I've been considering asking my GI doc to test me for fructose malabsorption, mainly because the symptoms are so close to the symptoms I experience with the IBS-d/ SIBO... I wonder if there is a difference in testing between the two? Do GI docs tend to differentiate between SIBO and other malabsorption issues? Does fructose have to be ingested during the test for it to be accurate?


----------



## Kathleen M. (Nov 16, 1999)

SIBO is *not* primarily a malabsorption issue. It is bacteria living in the small intestine when they shouldn't be in there.Now in severe cases it can block the ability of the small intestine to do it's job, but the small intestine can do it's job.In carbohydrate intolerance problems you can't absorb or digest the sugar, that is a job the small intestine cannot do under any circumstances.Fructose malabsorption has to be tested with fructose. You can't use another sugar and get the answer.You really can't tell the gut issues apart by symptoms all that much. The gut only goes wrong in a limited number of ways so all the syndromes and diseases have a lot of overlap symptom wise, however if you get symptoms after a HFCS soda and are fine when you drink milk or visa versa that is an indication that only one of the two sugars may be a problem for you.


----------



## searching4answers (Mar 4, 2010)

you mentioned carbohydrate intolerance. is there a test for that? wuold it even matter if i did get one? would that change anything like would i get put on a special diet? Gluten free is generally low-carb right? cause it's not really starchy. Like Quinoa noodles?


----------



## Kathleen M. (Nov 16, 1999)

Gluten free does not mean starch free, fructose free, lactose free, tree nut free or any other thing anyone could be intolerant or allergic to, etc.The test for EVERY carbohydrate any human can be intolerant of is the hydrogen breath test where you take a whole bunch of the carbohydrate (lactose or fructose are the common ones, but even rare ones like sucrose would be tested this way--but most sucrose intolerant people won't eat anything sweet so usually don't need to get tested as they have a strong avoidance of anything that tastes the least bit sweet) and see if you make too much gas when it hits the colon.There isn't some other test. It is the same test. It is similar to the SIBO test but that is a carbohydrate that can cause a gas spike in every single human being on the planet even one that is completely and totally healthy in every possible way and seeing WHEN the hydrogren spikes, not IF it spikdes.Potatoes are gluten free and very high in starch. If you want to limit all carbs across the board you have to eliminate all of them, not just the gluten containing ones. Gluten is NOT starch, gluten is a protein.If you want to eliminate starch you have to avoid most all the grains and starchy veggies and many people do well to avoid beans (different carbs no human digests) and a few other veggies.


----------



## faze action (Aug 6, 2009)

Kathleen M. said:


> SIBO is *not* primarily a malabsorption issue. It is bacteria living in the small intestine when they shouldn't be in there.Now in severe cases it can block the ability of the small intestine to do it's job, but the small intestine can do it's job.In carbohydrate intolerance problems you can't absorb or digest the sugar, that is a job the small intestine cannot do under any circumstances.Fructose malabsorption has to be tested with fructose. You can't use another sugar and get the answer.You really can't tell the gut issues apart by symptoms all that much. The gut only goes wrong in a limited number of ways so all the syndromes and diseases have a lot of overlap symptom wise, however if you get symptoms after a HFCS soda and are fine when you drink milk or visa versa that is an indication that only one of the two sugars may be a problem for you.

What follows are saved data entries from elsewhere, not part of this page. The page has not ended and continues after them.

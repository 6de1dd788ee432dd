//! Static export: write every page and asset to a directory.
//!
//! Layout mirrors the URL space so any static file host can serve the
//! result: `/` becomes `index.html`, `/privacy` becomes
//! `privacy/index.html`. The not-found page is written to `404.html`.

use std::path::{Path, PathBuf};

use serde::Serialize;
use tracing::{debug, info};

use crate::assets::ASSETS;
use crate::error::ExportError;
use crate::pages::{render, render_not_found, RenderContext, Route};
use crate::seo;

/// Name of the manifest written next to the exported files.
pub const MANIFEST_FILE: &str = "manifest.json";

/// What an export produced.
#[derive(Debug, Clone, Serialize)]
pub struct ExportManifest {
    pub site_url: String,
    pub year: i32,
    pub files: Vec<ExportedFile>,
}

#[derive(Debug, Clone, Serialize)]
pub struct ExportedFile {
    /// URL path the file answers.
    pub url: String,
    /// Path relative to the export directory, `/`-separated.
    pub file: String,
    pub bytes: usize,
}

/// Relative file path for `route` inside the export directory.
#[must_use]
pub fn file_for_route(route: Route) -> String {
    match route.path().trim_start_matches('/') {
        "" => "index.html".to_owned(),
        p => format!("{p}/index.html"),
    }
}

/// Render the whole site into `out_dir`, creating it if needed.
///
/// # Errors
///
/// Returns [`ExportError`] if `out_dir` is not a directory or a file cannot
/// be written.
pub fn export_site(
    out_dir: &Path,
    ctx: &RenderContext,
    site_url: &str,
) -> Result<ExportManifest, ExportError> {
    if out_dir.exists() && !out_dir.is_dir() {
        return Err(ExportError::NotADirectory {
            path: out_dir.to_path_buf(),
        });
    }

    let mut files = Vec::new();

    for route in Route::ALL {
        let file = file_for_route(route);
        let html = render(route, ctx);
        write(out_dir, &file, &html)?;
        files.push(ExportedFile {
            url: route.path().to_owned(),
            file,
            bytes: html.len(),
        });
    }

    let not_found = render_not_found(ctx.year);
    write(out_dir, "404.html", &not_found)?;
    files.push(ExportedFile {
        url: "/404".to_owned(),
        file: "404.html".to_owned(),
        bytes: not_found.len(),
    });

    for asset in &ASSETS {
        let file = asset.path.trim_start_matches('/');
        write(out_dir, file, asset.body)?;
        files.push(ExportedFile {
            url: asset.path.to_owned(),
            file: file.to_owned(),
            bytes: asset.body.len(),
        });
    }

    for (url, body) in [
        ("/robots.txt", seo::robots_txt(site_url)),
        ("/sitemap.xml", seo::sitemap_xml(site_url)),
    ] {
        let file = url.trim_start_matches('/');
        write(out_dir, file, &body)?;
        files.push(ExportedFile {
            url: url.to_owned(),
            file: file.to_owned(),
            bytes: body.len(),
        });
    }

    let manifest = ExportManifest {
        site_url: site_url.to_owned(),
        year: ctx.year,
        files,
    };
    let json = serde_json::to_string_pretty(&manifest)?;
    write(out_dir, MANIFEST_FILE, &json)?;

    info!(dir = %out_dir.display(), files = manifest.files.len(), "site exported");
    Ok(manifest)
}

fn write(root: &Path, relative: &str, contents: &str) -> Result<(), ExportError> {
    let path: PathBuf = relative.split('/').fold(root.to_path_buf(), |p, c| p.join(c));
    if let Some(parent) = path.parent() {
        std::fs::create_dir_all(parent).map_err(|source| ExportError::Io {
            path: parent.to_path_buf(),
            source,
        })?;
    }
    std::fs::write(&path, contents).map_err(|source| ExportError::Io {
        path: path.clone(),
        source,
    })?;
    debug!(path = %path.display(), "wrote file");
    Ok(())
}

#[cfg(test)]
#[allow(clippy::unwrap_used)]
mod tests {
    use super::*;

    fn ctx() -> RenderContext {
        RenderContext::with_year(2025, "https://forms.example.test/f/abc")
    }

    #[test]
    fn route_file_names() {
        assert_eq!(file_for_route(Route::Home), "index.html");
        assert_eq!(file_for_route(Route::AvVorbezug), "av-vorbezug/index.html");
    }

    #[test]
    fn export_writes_every_page() {
        let dir = tempfile::tempdir().unwrap();
        let manifest = export_site(dir.path(), &ctx(), "https://finaura.ch").unwrap();

        for route in Route::ALL {
            let html = std::fs::read_to_string(dir.path().join(file_for_route(route))).unwrap();
            assert!(html.contains(route.title()));
        }
        assert!(dir.path().join("404.html").is_file());
        assert!(dir.path().join("logo.svg").is_file());
        assert!(dir.path().join("sitemap.xml").is_file());

        let written: serde_json::Value = serde_json::from_str(
            &std::fs::read_to_string(dir.path().join(MANIFEST_FILE)).unwrap(),
        )
        .unwrap();
        assert_eq!(written["files"].as_array().unwrap().len(), manifest.files.len());
    }

    #[test]
    fn export_into_file_fails() {
        let dir = tempfile::tempdir().unwrap();
        let file = dir.path().join("taken");
        std::fs::write(&file, "x").unwrap();
        let err = export_site(&file, &ctx(), "https://finaura.ch").unwrap_err();
        assert!(matches!(err, ExportError::NotADirectory { .. }));
    }
}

Yeah, I know that SIBO is not a malabsorption issue... not really sure why I typed that sentence the way I did. I do tend to get symptoms after drinking soda (I drank the rare one today at lunch and I got pretty bloated and gurgly, even after only a little food), but I wouldn't say that I get symptoms every single time I consume something with fructose (maybe like 75% the time though). Maybe it depends on the amount I'm consuming? Carbs generally are a problem for me. I can't really think of anything I can do other than limit them in my diet... and I love them!


----------



## Kathleen M. (Nov 16, 1999)

There often is a threshold and sometimes people on a good IBS day tolerate things that may bother them on a bad IBS day (when the IBS is bad for some non-food reason like weather or poor sleep, you may have a different threshold).Also sometimes what you consume the fructose with may influence how well it is absorbed. I think some people aren't completely unable to abosorb it, but may not absorb it as efficiently (and it isn't the most efficient thing to start with).The ratio of fructose to glucose will effect absorption, and some HFCS have more fructose per glucose than others.Unfortunately a lot of IBSers find carbs bother them, a few things you might try.1. Limit the amount per meal, actually stick to the higher glycemic index carbs (so jasmine rice rather than bread).2. See if probiotics help. They do not fully digest carbs so what they get a hold of isn't digested by other bacteria that do make the gas.3. Some people may find simethicone if taken with each meal may help. You need it in the colon with the food so taking it only after symptoms hit won't do much good.


----------



## searching4answers (Mar 4, 2010)

Thanks. that explains why today when I thought i was safe making a gluten free bread and was definately wrong because i suffered the consequences. What's a safe bread for ppl trying to avoid carbs?


----------



## Kathleen M. (Nov 16, 1999)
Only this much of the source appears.